#### Supplied entries ####

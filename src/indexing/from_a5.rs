// src/indexing/from_a5.rs

use glam::{DVec2, DVec3};

use crate::a5_index::deserialize;
use crate::constants::FIRST_HILBERT_RESOLUTION;
use crate::coords::normalize_longitudes;
use crate::coords::transforms::{from_lon_lat, to_cartesian};
use crate::geometry::PentagonShape;
use crate::hilbert::s_to_anchor;
use crate::origin::segment_to_quintant;
use crate::tiling::{get_face_vertices, get_pentagon_vertices, get_quintant_vertices};
use crate::types::{A5Cell, A5Error, A5Index, Face, LonLat};

use super::project::{project_pentagon, project_point};

/// Face-plane outline of a cell.
///
/// Resolution 1 is the whole face and resolution 2 a quintant triangle
/// (padded to five vertices). The world cell reuses the face outline of origin 0.
#[must_use]
pub fn get_pentagon(cell: &A5Cell) -> PentagonShape {
  let (quintant, orientation) = segment_to_quintant(cell.segment, cell.origin);
  if cell.resolution == FIRST_HILBERT_RESOLUTION - 1 {
    return get_quintant_vertices(quintant);
  }
  if cell.resolution < FIRST_HILBERT_RESOLUTION - 1 {
    return get_face_vertices();
  }

  let hilbert_res = cell.resolution - FIRST_HILBERT_RESOLUTION + 1;
  let anchor = s_to_anchor(cell.s, hilbert_res, orientation);
  get_pentagon_vertices(hilbert_res, quintant, &anchor)
}

/// Center of the cell, with the longitude wrapped into (-180, 180].
///
/// # Errors
/// `A5Error::CellInvalid` if `index` does not decode.
pub fn cell_to_lon_lat(index: A5Index) -> Result<LonLat, A5Error> {
  let cell = deserialize(index)?;
  let center = project_point(Face(get_pentagon(&cell).center()), cell.origin);
  normalize_longitudes(&[center]).first().copied().ok_or(A5Error::Failed)
}

/// The 5 boundary vertices of the cell, longitudes normalized as one ring.
///
/// # Errors
/// `A5Error::CellInvalid` if `index` does not decode.
pub fn cell_to_boundary(index: A5Index) -> Result<[LonLat; 5], A5Error> {
  let cell = deserialize(index)?;
  Ok(project_pentagon(&get_pentagon(&cell), cell.origin))
}

/// Whether `point` lies inside the projected boundary of `cell`.
///
/// The boundary and the point are projected onto the plane tangent to the
/// sphere at the cell's mean direction, so cell edges become straight lines
/// and the test holds across the antimeridian and at the poles. Longitudes
/// that differ by whole turns give the same answer.
#[must_use]
pub fn a5_cell_contains_point(cell: &A5Cell, point: LonLat) -> bool {
  let boundary = project_pentagon(&get_pentagon(cell), cell.origin);
  let ring = boundary.map(|p| to_cartesian(from_lon_lat(p)).0);
  let axis = ring.iter().sum::<DVec3>().normalize_or_zero();
  let (e1, e2) = axis.any_orthonormal_pair();

  // Gnomonic projection about `axis`; points on the far hemisphere never match.
  let to_plane = |v: DVec3| {
    let height = v.dot(axis);
    (height > 0.0).then(|| DVec2::new(v.dot(e1), v.dot(e2)) / height)
  };

  let Some(target) = to_plane(to_cartesian(from_lon_lat(point)).0) else {
    return false;
  };
  let mut vertices = [DVec2::ZERO; 5];
  for (plane, vertex) in vertices.iter_mut().zip(ring) {
    match to_plane(vertex) {
      Some(projected) => *plane = projected,
      None => return false,
    }
  }
  PentagonShape::new(vertices).contains_point(target)
}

####

[What you will do]
Restate the records above verbatim, omitting no line.

[Task response]
filename src/indexing/from_a5.rs
// src/indexing/from_a5.rs

use glam::{DVec2, DVec3};

use crate::a5_index::deserialize;
use crate::constants::FIRST_HILBERT_RESOLUTION;
use crate::coords::normalize_longitudes;
use crate::coords::transforms::{from_lon_lat, to_cartesian};
use crate::geometry::PentagonShape;
use crate::hilbert::s_to_anchor;
use crate::origin::segment_to_quintant;
use crate::tiling::{get_face_vertices, get_pentagon_vertices, get_quintant_vertices};
use crate::types::{A5Cell, A5Error, A5Index, Face, LonLat};

use super::project::{project_pentagon, project_point};

/// Face-plane outline of a cell.
///
/// Resolution 1 is the whole face and resolution 2 a quintant triangle
/// (padded to five vertices). The world cell reuses the face outline of origin 0.
#[must_use]
pub fn get_pentagon(cell: &A5Cell) -> PentagonShape {
  let (quintant, orientation) = segment_to_quintant(cell.segment, cell.origin);
  if cell.resolution == FIRST_HILBERT_RESOLUTION - 1 {
    return get_quintant_vertices(quintant);
  }
  if cell.resolution < FIRST_HILBERT_RESOLUTION - 1 {
    return get_face_vertices();
  }

  let hilbert_res = cell.resolution - FIRST_HILBERT_RESOLUTION + 1;
  let anchor = s_to_anchor(cell.s, hilbert_res, orientation);
  get_pentagon_vertices(hilbert_res, quintant, &anchor)
}

/// Center of the cell, with the longitude wrapped into (-180, 180].
///
/// # Errors
/// `A5Error::CellInvalid` if `index` does not decode.
pub fn cell_to_lon_lat(index: A5Index) -> Result<LonLat, A5Error> {
  let cell = deserialize(index)?;
  let center = project_point(Face(get_pentagon(&cell).center()), cell.origin);
  normalize_longitudes(&[center]).first().copied().ok_or(A5Error::Failed)
}

/// The 5 boundary vertices of the cell, longitudes normalized as one ring.
///
/// # Errors
/// `A5Error::CellInvalid` if `index` does not decode.
pub fn cell_to_boundary(index: A5Index) -> Result<[LonLat; 5], A5Error> {
  let cell = deserialize(index)?;
  Ok(project_pentagon(&get_pentagon(&cell), cell.origin))
}

/// Whether `point` lies inside the projected boundary of `cell`.
///
/// The boundary and the point are projected onto the plane tangent to the
/// sphere at the cell's mean direction, so cell edges become straight lines
/// and the test holds across the antimeridian and at the poles. Longitudes
/// that differ by whole turns give the same answer.
#[must_use]
pub fn a5_cell_contains_point(cell: &A5Cell, point: LonLat) -> bool {
  let boundary = project_pentagon(&get_pentagon(cell), cell.origin);
  let ring = boundary.map(|p| to_cartesian(from_lon_lat(p)).0);
  let axis = ring.iter().sum::<DVec3>().normalize_or_zero();
  let (e1, e2) = axis.any_orthonormal_pair();

  // Gnomonic projection about `axis`; points on the far hemisphere never match.
  let to_plane = |v: DVec3| {
    let height = v.dot(axis);
    (height > 0.0).then(|| DVec2::new(v.dot(e1), v.dot(e2)) / height)
  };

  let Some(target) = to_plane(to_cartesian(from_lon_lat(point)).0) else {
    return false;
  };
  let mut vertices = [DVec2::ZERO; 5];
  for (plane, vertex) in vertices.iter_mut().zip(ring) {
    match to_plane(vertex) {
      Some(projected) => *plane = projected,
      None => return false,
    }
  }
  PentagonShape::new(vertices).contains_point(target)
}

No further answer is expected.